◆ What this task involves ◆
Go through the records underneath and write each one out again exactly.

Stored items

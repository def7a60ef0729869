use std::collections::HashMap;

use serde::Deserialize;

use crate::github::RepositorySource;
use crate::shared::Framework;

#[derive(Debug, Default, Deserialize)]
#[serde(rename_all = "camelCase")]
struct PackageJson {
    #[serde(default)]
    dependencies: HashMap<String, serde_json::Value>,
    #[serde(default)]
    dev_dependencies: HashMap<String, serde_json::Value>,
}

/// Ordered classification rules; the first rule whose packages are all present wins
const RULES: &[(&[&str], Framework)] = &[
    (&["next"], Framework::Nextjs),
    (&["react", "react-scripts"], Framework::CreateReactApp),
    (&["react", "vite"], Framework::Vite),
    (&["vue", "@vue/cli-service"], Framework::Vue),
    (&["nuxt"], Framework::Nuxt),
    (&["gatsby"], Framework::Gatsby),
    (&["@sveltejs/kit"], Framework::Sveltekit),
    (&["svelte"], Framework::Svelte),
    (&["@angular/core"], Framework::Angular),
    (&["astro"], Framework::Astro),
    (&["@remix-run/react"], Framework::Remix),
    (&["remix"], Framework::Remix),
    (&["vite"], Framework::Vite),
    (&["express"], Framework::Node),
];

/// Classify a `package.json` document
pub fn classify_package_json(contents: &str) -> Result<Option<Framework>, serde_json::Error> {
    let package: PackageJson = serde_json::from_str(contents)?;

    let mut deps = package.dependencies;
    deps.extend(package.dev_dependencies);

    Ok(RULES
        .iter()
        .find(|(packages, _)| packages.iter().all(|p| deps.contains_key(*p)))
        .map(|(_, framework)| *framework))
}

/// Detect the framework of `owner/repo` from its `package.json`
///
/// Returns `None` when the file is missing, unparsable, or matches no rule.
pub async fn detect_framework<R: RepositorySource + ?Sized>(
    github: &R,
    owner: &str,
    repo: &str,
    root_directory: Option<&str>,
) -> Option<Framework> {
    let path = match root_directory.filter(|dir| !dir.is_empty()) {
        Some(dir) => format!("{}/package.json", dir),
        None => "package.json".to_string(),
    };

    let contents = match github.get_file_content(owner, repo, &path).await {
        Ok(contents) => contents,
        Err(e) => {
            tracing::warn!(owner, repo, path = %path, error = %e, "Could not read package.json");
            return None;
        }
    };

    match classify_package_json(&contents) {
        Ok(framework) => {
            tracing::debug!(owner, repo, path = %path, framework = ?framework, "Framework detection finished");
            framework
        }
        Err(e) => {
            tracing::warn!(owner, repo, path = %path, error = %e, "Invalid package.json");
            None
        }
    }
}
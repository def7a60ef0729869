//! REST client tests against a mock HTTP server

use base64::Engine;
use poseidon_deploy::config::{GitHubConfig, RenderConfig, VercelConfig};
use poseidon_deploy::detect::resolve_root_directories;
use poseidon_deploy::github::{EntryKind, GitHubClient, RepositorySource};
use poseidon_deploy::providers::{HostingProvider, RenderClient, VercelClient};
use poseidon_deploy::shared::{DeployParams, DeploymentRef, EnvVar, Framework, Project};
use serde_json::json;
use wiremock::matchers::{body_partial_json, header, method, path, query_param};
use wiremock::{Mock, MockServer, ResponseTemplate};

fn vercel(server: &MockServer, team_id: Option<&str>) -> VercelClient {
    VercelClient::new(VercelConfig {
        token: "vercel-token".to_string(),
        team_id: team_id.map(String::from),
        api_url: server.uri(),
    })
}

fn render(server: &MockServer) -> RenderClient {
    RenderClient::new(RenderConfig {
        api_key: "render-key".to_string(),
        owner_id: Some("own_1".to_string()),
        plan: "starter".to_string(),
        region: "oregon".to_string(),
        api_url: server.uri(),
    })
}

fn params() -> DeployParams {
    DeployParams {
        repository: "octo/shop".to_string(),
        project_name: "shop".to_string(),
        branch: "main".to_string(),
        root_directory: Some("apps/web".to_string()),
        framework: Some(Framework::Nextjs),
        build_command: None,
        start_command: None,
        install_command: None,
        output_directory: None,
        environment_variables: vec![
            EnvVar::new("API_URL", "https://api.example.com"),
            EnvVar::new("TOKEN", "secret"),
        ],
        auto_detect_framework: true,
    }
}
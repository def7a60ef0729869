pub mod tasks;
pub mod types;

pub use tasks::spawn_logged;
pub use types::*;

◆ Answer section ◆
repository def7a60ef0729869
use std::collections::HashMap;

use serde::Deserialize;

use crate::github::RepositorySource;
use crate::shared::Framework;

#[derive(Debug, Default, Deserialize)]
#[serde(rename_all = "camelCase")]
struct PackageJson {
    #[serde(default)]
    dependencies: HashMap<String, serde_json::Value>,
    #[serde(default)]
    dev_dependencies: HashMap<String, serde_json::Value>,
}

/// Ordered classification rules; the first rule whose packages are all present wins
const RULES: &[(&[&str], Framework)] = &[
    (&["next"], Framework::Nextjs),
    (&["react", "react-scripts"], Framework::CreateReactApp),
    (&["react", "vite"], Framework::Vite),
    (&["vue", "@vue/cli-service"], Framework::Vue),
    (&["nuxt"], Framework::Nuxt),
    (&["gatsby"], Framework::Gatsby),
    (&["@sveltejs/kit"], Framework::Sveltekit),
    (&["svelte"], Framework::Svelte),
    (&["@angular/core"], Framework::Angular),
    (&["astro"], Framework::Astro),
    (&["@remix-run/react"], Framework::Remix),
    (&["remix"], Framework::Remix),
    (&["vite"], Framework::Vite),
    (&["express"], Framework::Node),
];

/// Classify a `package.json` document
pub fn classify_package_json(contents: &str) -> Result<Option<Framework>, serde_json::Error> {
    let package: PackageJson = serde_json::from_str(contents)?;

    let mut deps = package.dependencies;
    deps.extend(package.dev_dependencies);

    Ok(RULES
        .iter()
        .find(|(packages, _)| packages.iter().all(|p| deps.contains_key(*p)))
        .map(|(_, framework)| *framework))
}

/// Detect the framework of `owner/repo` from its `package.json`
///
/// Returns `None` when the file is missing, unparsable, or matches no rule.
pub async fn detect_framework<R: RepositorySource + ?Sized>(
    github: &R,
    owner: &str,
    repo: &str,
    root_directory: Option<&str>,
) -> Option<Framework> {
    let path = match root_directory.filter(|dir| !dir.is_empty()) {
        Some(dir) => format!("{}/package.json", dir),
        None => "package.json".to_string(),
    };

    let contents = match github.get_file_content(owner, repo, &path).await {
        Ok(contents) => contents,
        Err(e) => {
            tracing::warn!(owner, repo, path = %path, error = %e, "Could not read package.json");
            return None;
        }
    };

    match classify_package_json(&contents) {
        Ok(framework) => {
            tracing::debug!(owner, repo, path = %path, framework = ?framework, "Framework detection finished");
            framework
        }
        Err(e) => {
            tracing::warn!(owner, repo, path = %path, error = %e, "Invalid package.json");
            None
        }
    }
}
repository def7a60ef0729869
//! REST client tests against a mock HTTP server

use base64::Engine;
use poseidon_deploy::config::{GitHubConfig, RenderConfig, VercelConfig};
use poseidon_deploy::detect::resolve_root_directories;
use poseidon_deploy::github::{EntryKind, GitHubClient, RepositorySource};
use poseidon_deploy::providers::{HostingProvider, RenderClient, VercelClient};
use poseidon_deploy::shared::{DeployParams, DeploymentRef, EnvVar, Framework, Project};
use serde_json::json;
use wiremock::matchers::{body_partial_json, header, method, path, query_param};
use wiremock::{Mock, MockServer, ResponseTemplate};

fn vercel(server: &MockServer, team_id: Option<&str>) -> VercelClient {
    VercelClient::new(VercelConfig {
        token: "vercel-token".to_string(),
        team_id: team_id.map(String::from),
        api_url: server.uri(),
    })
}

fn render(server: &MockServer) -> RenderClient {
    RenderClient::new(RenderConfig {
        api_key: "render-key".to_string(),
        owner_id: Some("own_1".to_string()),
        plan: "starter".to_string(),
        region: "oregon".to_string(),
        api_url: server.uri(),
    })
}

fn params() -> DeployParams {
    DeployParams {
        repository: "octo/shop".to_string(),
        project_name: "shop".to_string(),
        branch: "main".to_string(),
        root_directory: Some("apps/web".to_string()),
        framework: Some(Framework::Nextjs),
        build_command: None,
        start_command: None,
        install_command: None,
        output_directory: None,
        environment_variables: vec![
            EnvVar::new("API_URL", "https://api.example.com"),
            EnvVar::new("TOKEN", "secret"),
        ],
        auto_detect_framework: true,
    }
}
repository def7a60ef0729869
pub mod tasks;
pub mod types;

pub use tasks::spawn_logged;
pub use types::*;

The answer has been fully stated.